=== Section Start ===
//! Parser for C-style type and function declarations.
//!
//! Two entry points: [`parse_type_spec`] understands a lone type such as
//! `"unsigned int"`, `"Vec2 *"` or `"char [8]"`, and [`parse_signature`]
//! understands a whole prototype such as
//! `"int __stdcall Sum(_In_ int a, _Out_ int *b)"`.
//!
//! The grammar is deliberately small: qualifiers (`const`, `volatile`) are
//! accepted and ignored, SAL-style markers (`_In_`, `_Out_`, `_Inout_`) set
//! the parameter direction, and a trailing `...` marks a variadic
//! signature.

use std::sync::Arc;

use crate::call::CallConvention;
use crate::error::TypeDescriptionError;
use crate::types::{
    array, lookup, pointer_to, Direction, ParamDesc, TypeDesc, TypeKind, MAX_OUT_PARAMETERS,
    MAX_PARAMETERS,
};

/// A parsed function declaration, before any symbol is resolved.
pub(crate) struct ParsedSignature {
    pub(crate) name: String,
    pub(crate) convention: Option<CallConvention>,
    pub(crate) ret: Arc<TypeDesc>,
    pub(crate) params: Vec<ParamDesc>,
    pub(crate) variadic: bool,
}

#[derive(Debug, Clone, PartialEq)]
enum Token {
    Ident(String),
    Number(usize),
    Star,
    Comma,
    LParen,
    RParen,
    LBracket,
    RBracket,
    Ellipsis,
}

struct Parser<'a> {
    decl: &'a str,
    tokens: Vec<Token>,
    pos: usize,
}

impl<'a> Parser<'a> {
    fn new(decl: &'a str) -> Result<Self, TypeDescriptionError> {
        let tokens = tokenize(decl)?;
        Ok(Parser {
            decl,
            tokens,
            pos: 0,
        })
    }

    fn err(&self, detail: impl Into<String>) -> TypeDescriptionError {
        TypeDescriptionError::InvalidDeclaration {
            decl: self.decl.to_string(),
            detail: detail.into(),
        }
    }

    fn peek(&self) -> Option<&Token> {
        self.tokens.get(self.pos)
    }

    fn peek_at(&self, ahead: usize) -> Option<&Token> {
        self.tokens.get(self.pos + ahead)
    }

    fn eat(&mut self, token: Token) -> bool {
        if self.peek() == Some(&token) {
            self.pos += 1;
            true
        } else {
            false
        }
    }

    fn expect(&mut self, token: Token, what: &str) -> Result<(), TypeDescriptionError> {
        if self.eat(token) {
            Ok(())
        } else {
            Err(self.err(format!("expected '{what}'")))
        }
    }

    fn expect_eof(&self) -> Result<(), TypeDescriptionError> {
        if self.pos == self.tokens.len() {
            Ok(())
        } else {
            Err(self.err("unexpected trailing tokens"))
        }
    }

    fn try_ident(&mut self) -> Option<String> {
        if let Some(Token::Ident(name)) = self.peek() {
            let name = name.clone();
            self.pos += 1;
            Some(name)
        } else {
            None
        }
    }

    fn expect_ident(&mut self, what: &str) -> Result<String, TypeDescriptionError> {
        self.try_ident().ok_or_else(|| self.err(format!("expected {what}")))
    }

    fn expect_number(&mut self) -> Result<usize, TypeDescriptionError> {
        if let Some(Token::Number(n)) = self.peek() {
            let n = *n;
            self.pos += 1;
            Ok(n)
        } else {
            Err(self.err("expected an array length"))
        }
    }

    fn try_convention(&mut self) -> Option<CallConvention> {
        let convention = match self.peek() {
            Some(Token::Ident(word)) => match word.as_str() {
                "__cdecl" => Some(CallConvention::Cdecl),
                "__stdcall" => Some(CallConvention::Stdcall),
                "__fastcall" => Some(CallConvention::Fastcall),
                "__thiscall" => Some(CallConvention::Thiscall),
                _ => None,
            },
            _ => None,
        };
        if convention.is_some() {
            self.pos += 1;
        }
        convention
    }

    /// Parse qualifiers, direction markers, a base type name and any `*`
    /// suffixes. Array brackets and parameter names are left for the caller.
    fn parse_type(&mut self) -> Result<(Arc<TypeDesc>, Direction), TypeDescriptionError> {
        let mut direction = Direction::In;

        loop {
            let modifier = match self.peek() {
                Some(Token::Ident(word)) => match word.as_str() {
                    "const" | "volatile" => Some(None),
                    "_In_" => Some(Some(Direction::In)),
                    "_Out_" => Some(Some(Direction::Out)),
                    "_Inout_" => Some(Some(Direction::InOut)),
                    _ => None,
                },
                _ => None,
            };
            match modifier {
                Some(marker) => {
                    if let Some(dir) = marker {
                        direction = dir;
                    }
                    self.pos += 1;
                }
                None => break,
            }
        }

        // Count the run of identifiers, then take the longest prefix that
        // names a known type. Whatever remains is the caller's business,
        // usually a parameter name.
        let mut run = 0;
        while matches!(self.peek_at(run), Some(Token::Ident(_))) {
            run += 1;
        }
        if run == 0 {
            return Err(self.err("expected a type name"));
        }

        let words: Vec<&str> = (0..run)
            .map(|i| match &self.tokens[self.pos + i] {
                Token::Ident(w) => w.as_str(),
                _ => unreachable!(),
            })
            .collect();

        let mut base = None;
        for n in (1..=run).rev() {
            let joined = words[..n].join(" ");
            let name = normalize_multiword(&joined).unwrap_or(&joined);
            if let Some(desc) = lookup(name) {
                base = Some((desc, n));
                break;
            }
        }
        let Some((mut desc, consumed)) = base else {
            return Err(TypeDescriptionError::UnknownType(words[0].to_string()));
        };
        self.pos += consumed;

        let mut depth = 0;
        while self.eat(Token::Star) {
            depth += 1;
            if depth > 4 {
                return Err(TypeDescriptionError::PointerDepth);
            }
            desc = pointer_to(desc);
        }

        Ok((desc, direction))
    }

    /// Parse an optional `[len]` suffix, turning `desc` into an array.
    fn try_array_suffix(
        &mut self,
        desc: Arc<TypeDesc>,
    ) -> Result<Arc<TypeDesc>, TypeDescriptionError> {
        if !self.eat(Token::LBracket) {
            return Ok(desc);
        }
        let len = self.expect_number()?;
        self.expect(Token::RBracket, "]")?;
        array(desc, len, None)
    }
}

fn tokenize(decl: &str) -> Result<Vec<Token>, TypeDescriptionError> {
    let invalid = |ch: char| TypeDescriptionError::InvalidDeclaration {
        decl: decl.to_string(),
        detail: format!("unexpected character '{ch}'"),
    };

    let mut tokens = Vec::new();
    let mut chars = decl.chars().peekable();
    while let Some(&ch) = chars.peek() {
        match ch {
            c if c.is_whitespace() => {
                chars.next();
            }
            c if c.is_ascii_alphabetic() || c == '_' => {
                let mut word = String::new();
                while let Some(&c) = chars.peek() {
                    if c.is_ascii_alphanumeric() || c == '_' {
                        word.push(c);
                        chars.next();
                    } else {
                        break;
                    }
                }
                tokens.push(Token::Ident(word));
            }
            c if c.is_ascii_digit() => {
                let mut digits = String::new();
                while let Some(&c) = chars.peek() {
                    if c.is_ascii_digit() {
                        digits.push(c);
                        chars.next();
                    } else {
                        break;
                    }
                }
                let n = digits.parse::<usize>().map_err(|_| {
                    TypeDescriptionError::InvalidDeclaration {
                        decl: decl.to_string(),
                        detail: format!("invalid number '{digits}'"),
                    }
                })?;
                tokens.push(Token::Number(n));
            }
            '*' => {
                chars.next();
                tokens.push(Token::Star);
            }
            ',' => {
                chars.next();
                tokens.push(Token::Comma);
            }
            '(' => {
                chars.next();
                tokens.push(Token::LParen);
            }
            ')' => {
                chars.next();
                tokens.push(Token::RParen);
            }
            '[' => {
                chars.next();
                tokens.push(Token::LBracket);
            }
            ']' => {
                chars.next();
                tokens.push(Token::RBracket);
            }
            '.' => {
                chars.next();
                if chars.next() != Some('.') || chars.next() != Some('.') {
                    return Err(invalid('.'));
                }
                tokens.push(Token::Ellipsis);
            }
            other => return Err(invalid(other)),
        }
    }
    Ok(tokens)
}

/// Map multiword C spellings onto registered names.
fn normalize_multiword(joined: &str) -> Option<&'static str> {
    Some(match joined {
        "unsigned char" => "uint8",
        "signed char" => "int8",
        "unsigned short" | "unsigned short int" => "uint16",
        "short int" | "signed short" | "signed short int" => "int16",
        "unsigned" | "unsigned int" => "uint32",
        "signed" | "signed int" => "int32",
        "unsigned long" | "unsigned long int" => "ulong",
        "long int" | "signed long" | "signed long int" => "long",
        "unsigned long long" | "unsigned long long int" => "uint64",
        "long long" | "long long int" | "signed long long" => "int64",
        _ => return None,
    })
}

/// Parse a lone type specification such as `"int **"` or `"char [8]"`.
pub(crate) fn parse_type_spec(
    decl: &str,
) -> Result<(Arc<TypeDesc>, Direction), TypeDescriptionError> {
    let mut parser = Parser::new(decl)?;
    let (desc, direction) = parser.parse_type()?;
    let desc = parser.try_array_suffix(desc)?;
    parser.expect_eof()?;
    Ok((desc, direction))
}

/// Parse a full function declaration.
pub(crate) fn parse_signature(decl: &str) -> Result<ParsedSignature, TypeDescriptionError> {
    let mut parser = Parser::new(decl)?;

    let mut convention = parser.try_convention();
    let (ret, ret_direction) = parser.parse_type()?;
    if ret_direction != Direction::In {
        return Err(parser.err("return types cannot have a direction"));
    }
    if let Some(conv) = parser.try_convention() {
        convention = Some(conv);
    }

    let name = parser.expect_ident("a function name")?;
    parser.expect(Token::LParen, "(")?;

    let mut params: Vec<ParamDesc> = Vec::new();
    let mut variadic = false;

    if parser.peek() == Some(&Token::Ident("void".to_string()))
        && parser.peek_at(1) == Some(&Token::RParen)
    {
        parser.pos += 2;
    } else if !parser.eat(Token::RParen) {
        loop {
            if parser.eat(Token::Ellipsis) {
                variadic = true;
                parser.expect(Token::RParen, ")")?;
                break;
            }

            let (ty, direction) = parser.parse_type()?;
            let param_name = parser.try_ident().unwrap_or_default();
            let ty = parser.try_array_suffix(ty)?;

            if direction.is_output() && !matches!(ty.kind(), TypeKind::Pointer { .. }) {
                return Err(TypeDescriptionError::DirectionOnValue(
                    ty.name().to_string(),
                ));
            }
            if direction == Direction::In {
                ty.check_parameter()?;
            }
            params.push(ParamDesc {
                name: param_name,
                ty,
                direction,
            });

            if parser.eat(Token::Comma) {
                continue;
            }
            parser.expect(Token::RParen, ")")?;
            break;
        }
    }
    parser.expect_eof()?;

    ret.check_return()?;
    if params.len() > MAX_PARAMETERS {
        return Err(TypeDescriptionError::TooManyParameters(MAX_PARAMETERS));
    }
    let out_count = params.iter().filter(|p| p.direction.is_output()).count();
    if out_count > MAX_OUT_PARAMETERS {
        return Err(TypeDescriptionError::TooManyOutParameters(
            MAX_OUT_PARAMETERS,
        ));
    }

    Ok(ParsedSignature {
        name,
        convention,
        ret,
        params,
        variadic,
    })
}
=== Section End ===
▶ YOUR GOAL:
Quote only the stretch of lines that starts the data above and ends with the line containing "and ignored, SAL-style", both included.

▶ SOLVED EXERCISE:
//! Parser for C-style type and function declarations.
//!
//! Two entry points: [`parse_type_spec`] understands a lone type such as
//! `"unsigned int"`, `"Vec2 *"` or `"char [8]"`, and [`parse_signature`]
//! understands a whole prototype such as
//! `"int __stdcall Sum(_In_ int a, _Out_ int *b)"`.
//!
//! The grammar is deliberately small: qualifiers (`const`, `volatile`) are
//! accepted and ignored, SAL-style markers (`_In_`, `_Out_`, `_Inout_`) set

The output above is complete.